Macular degeneration is an eye condition that affects central vision. Central vision is the sharp, defined images you see when you look at something head-on.
The macula is the central portion of the retina (the back layer of the eye). When you look at something, the macula lets you see the differences in print and images. Macular degeneration damages the macula, which can make it hard to do day-to-day activities.
Macular degeneration doesn’t affect your peripheral vision. If you notice changes in your peripheral vision, it could be from a different eye condition like a retinal tear or glaucoma.
Macular degeneration usually develops as people get older. So it’s often called “age-related macular degeneration.”
Younger people can develop macular diseases, especially if they have diabetes.

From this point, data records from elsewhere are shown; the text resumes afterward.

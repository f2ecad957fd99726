//! SQLite connection pooling and embedded migrations.

use diesel::SqliteConnection;
use diesel::r2d2::{ConnectionManager, Pool, PooledConnection};
use diesel_migrations::{EmbeddedMigrations, MigrationHarness, embed_migrations};
use thiserror::Error;

pub type DbPool = Pool<ConnectionManager<SqliteConnection>>;
pub type DbConnection = PooledConnection<ConnectionManager<SqliteConnection>>;

pub const MIGRATIONS: EmbeddedMigrations = embed_migrations!("migrations");

#[derive(Debug, Error)]
pub enum DbError {
    #[error("failed to build connection pool: {0}")]
    Pool(#[from] diesel::r2d2::PoolError),
    #[error("failed to run migrations: {0}")]
    Migration(String),
}

/// Build an r2d2 pool for the given SQLite database and bring its schema
/// up to date with the embedded migrations.
pub fn establish_connection_pool(database_url: &str) -> Result<DbPool, DbError> {
    let manager = ConnectionManager::<SqliteConnection>::new(database_url);
    let pool = Pool::builder().build(manager)?;

    let mut conn = pool.get()?;
    conn.run_pending_migrations(MIGRATIONS)
        .map_err(|e| DbError::Migration(e.to_string()))?;

    Ok(pool)
}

There are two types of age-related macular degeneration:
Dry: This is the more common type and can affect one or both eyes. As people age, their maculas can thin out and develop drusen — clumps of proteins. A thinned macula doesn’t work as well.
Wet: This type develops when blood vessels grow unchecked under the macula. The vessels bleed, leak, and damage the macula. Wet age-related macular degeneration can affect one or both eyes.
People with age-related macular degeneration can experience vision changes, like:
Trouble seeing in the dark
Blurriness when looking at something head-on
Gray spots in the center of vision
Distorted vision in which straight lines look wavy
Colors looking less bright
But these symptoms develop in later stages of age-related macular degeneration. People with early-stage age-related macular degeneration often don’t experience any vision changes.
People who have dry age-related macular degeneration develop late-stage symptoms very slowly. Some people never move from the early to the late stage of age-related macular degeneration.
But people with wet age-related macular degeneration can move from early to late stages quickly. This makes wet age-related macular degeneration more aggressive and unpredictable than the dry type.
Complete eye exams can pick up macular degeneration. If your eye doctor thinks you have macular degeneration, they’ll ask you to see an ophthalmologist (eye specialist) who specializes in caring for the retina. An ophthalmologist can figure out if you have wet or dry macular degeneration.
Some special tests you may need include:
Optical coherence tomography: This imaging test is not painful. The machine scans your eye and makes images of your retina. The machine uses a bright light for a few seconds, which may cause brief discomfort.
Fluorescein angiography: This test requires an IV (intravenous) line, so you’ll feel a pinch as the needle goes into your arm. You’ll get contrast through the IV and then look into a machine. The machine takes pictures of the blood vessels in your eye. This part isn’t painful, but your vision turns yellow or orange for a minute as the contrast passes through. The pictures show if contrast is leaking out of the blood vessels, which is a sign of wet macular degeneration.
There’s no cure for age-related macular degeneration. And there’s no treatment for late-stage dry age-related macular degeneration.
Things you can do to keep your eyes healthy and help slow down macular degeneration include:
Eating a diet keeps your eyes healthy
Quitting smoking
Taking AREDS (Age-Related Eye Disease Study) vitamins if your provider recommends them
If you have wet age-related macular degeneration, you can get treatment with special eye injections. These eye injections are anti-vascular endothelial growth factor (anti-VEGF) medications. Anti-VEGF medications stop blood vessels from forming.
An ophthalmologist injects these medications into the back of your eye once a month. Popular anti-VEGF medications include:
You’re more likely to develop age-related macular degeneration once you’re over 50. And the risk of developing age-related macular degeneration goes up as you get older. The likelihood of developing age-related macular degeneration increases 300% by the time you reach your 70s.
There is evidence that drinking alcohol can increase your risk of developing early age-related macular degeneration. But it’s not clear if drinking alcohol increases the risk of developing late age-related macular degeneration.
There is evidence that smoking doubles your risk of developing macular degeneration. People who smoke develop age-related macular degeneration about 10 years earlier than people who don’t smoke. And they’re more likely to develop late-stage macular degeneration.
Quitting smoking can protect your vision as well as the vision of your loved ones — secondhand smoke also increases the risk of developing macular degeneration.
You will receive medication to numb your eye before your eye injection. You won’t feel pain during the injection, though you can still feel pressure and a cold sensation as the medication enters your eye. You may experience pain or symptoms of dry eye about 1 hour after your injection. If the pain doesn’t go away in a couple of hours, call your eye doctor.